According to Citi News‘ Parliamentary correspondent, Duke Mensah Opoku, the Minority resumed their sit-down strike after the Speaker refused to acknowledge their leader Haruna Iddrisu who had wanted to make a submission.
This is not the first time the Minority has expressed their displeasure of alleged bias against them by the Speaker, but it is the first time they have refused to contribute in Parliament over the treatment.
They had taken a similar action in the past, refusing to comment on any business in the House after a report was presented to the House by the ‘cash-for-seat’ Committee which they felt did not include the input of its members on the said Committee.
That was a day after they staged a walkout in Parliament when an investigative report was being debated.
Mike Ocquaye the worst Speaker
Deputy Minority Leader, Jame Klutse Avedzi, described Mike Oquaye as the worst Speaker of the Fourth Republic, insisting that his actions were unfortunate, despite him being ‘a Reverend’.
He said that it was important that Ghanaians see how the Minority was being treated in Parliament even though they were only acting in the interest of the country.
“We have always been responsible as a Minority. In fact, Ghanaians should know that the NDC Minority is responsible. We want the Ghanaian people to be the judges, they should see what is happening,” he told journalists.
“We have had a number of Speakers in this country. We’ve had DF Annan, Peter Ala Adjetey, Sekyi Huges, Bamford Addo, Doe Adjaho and now we have a Reverend Speaker and this is the way he’s behaving. If you want to rank him among the six so far, he’s the worst.”
Threat to democracy
The Minority Chief Whip, Muntaka Mubarak. earlier in March, accused the Speaker of Parliament, Professor Mike Oquaye of being a threat to Ghana’s democracy saying “Mobutu [Sese Seko] or even Idi Amin will not behave the way he is doing.”
According to Muntaka, the Speaker has on several occasions refused to give the Minority the opportunity to make their views on some issues that come up for discussion on the floor, although they have such rights.

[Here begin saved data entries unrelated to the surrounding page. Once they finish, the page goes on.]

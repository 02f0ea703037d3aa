//! Shared outcome types and the board error taxonomy.

use thiserror::Error;

use crate::bitgrid::BitGridError;
use crate::grid::Coord;

/// Result of resolving a shot against a board.
#[derive(Debug, Clone, PartialEq, Eq)]
pub enum ShotOutcome {
    /// No ship occupies the cell.
    Miss,
    /// An undepleted ship segment was hit.
    Hit,
    /// The shot sank a ship; carries the full cell list of the sunk ship so
    /// the attacker can prune the surrounding ring from its search.
    Sunk(Vec<Coord>),
}

impl ShotOutcome {
    pub fn is_miss(&self) -> bool {
        matches!(self, ShotOutcome::Miss)
    }
}

/// Result of registering a hit on a single ship.
#[derive(Debug, Clone, Copy, PartialEq, Eq)]
pub enum HitOutcome {
    Hit,
    Sunk,
}

/// Observable state of a single cell, on a board overlay or in an attacker's
/// tracking view.
#[derive(Debug, Clone, Copy, PartialEq, Eq, Default)]
pub enum CellState {
    #[default]
    Unknown,
    Miss,
    Hit,
    Sunk,
}

/// Errors returned by board, ship, and targeting operations.
#[derive(Debug, Error, Clone, PartialEq, Eq)]
pub enum BoardError {
    /// Ship cells are not a single straight, contiguous, duplicate-free line
    /// within the grid.
    #[error("ship cells do not form a straight contiguous line on the grid")]
    InvalidShape,
    /// Shot coordinate lies outside the grid.
    #[error("shot at {0} is outside the grid")]
    OutOfBounds(Coord),
    /// The cell was already fired on; repeat shots are rejected, never
    /// reprocessed.
    #[error("cell {0} was already fired on")]
    RepeatedShot(Coord),
    /// Coordinate is not one of the ship's cells.
    #[error("coordinate {0} is not part of the ship")]
    NotOnShip(Coord),
    /// The configured ship template cannot legally fit the grid.
    #[error("ship placement exhausted after {board_attempts} board attempts")]
    PlacementExhausted { board_attempts: usize },
    /// A strategy was asked for a shot with no unknown cells left.
    #[error("no targetable cells remain")]
    NoTargetsLeft,
    /// Internal mask failure; indicates a bookkeeping bug.
    #[error(transparent)]
    Mask(#[from] BitGridError),
}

Muntaka felt that he had been ignored by the Speaker despite wanted to suggest that every Member of Parliament (MP) is given the opportunity to vote the way they wanted on the controversial Law School Regulations.
Minority members who were also not happy with the issue hooted at the Speaker and chanted loudly in Parliament.
I will disrespect you if you dare me
Minority Leader, Haruna Iddrisu, had expressed similar sentiments against the Speaker whom he said ignored him when he wanted to make a comment on the Floor of the House.
Haruna Iddrisu threatened to disregard the authority of the Speaker of Parliament if such actions persist.
This followed what he describes as the Speaker’s failure to recognize him when he wanted to make an intervention during the debate on the Special Petroleum Tax last month, February 2018.
“I am sad at the way you have treated me as Minority Leader. I stood up before the Majority Leader. You owe me that courtesy and that respect. Mr. Speaker, even after hearing him [Majority Leader], you have still not decided whether to hear me or not,” he said.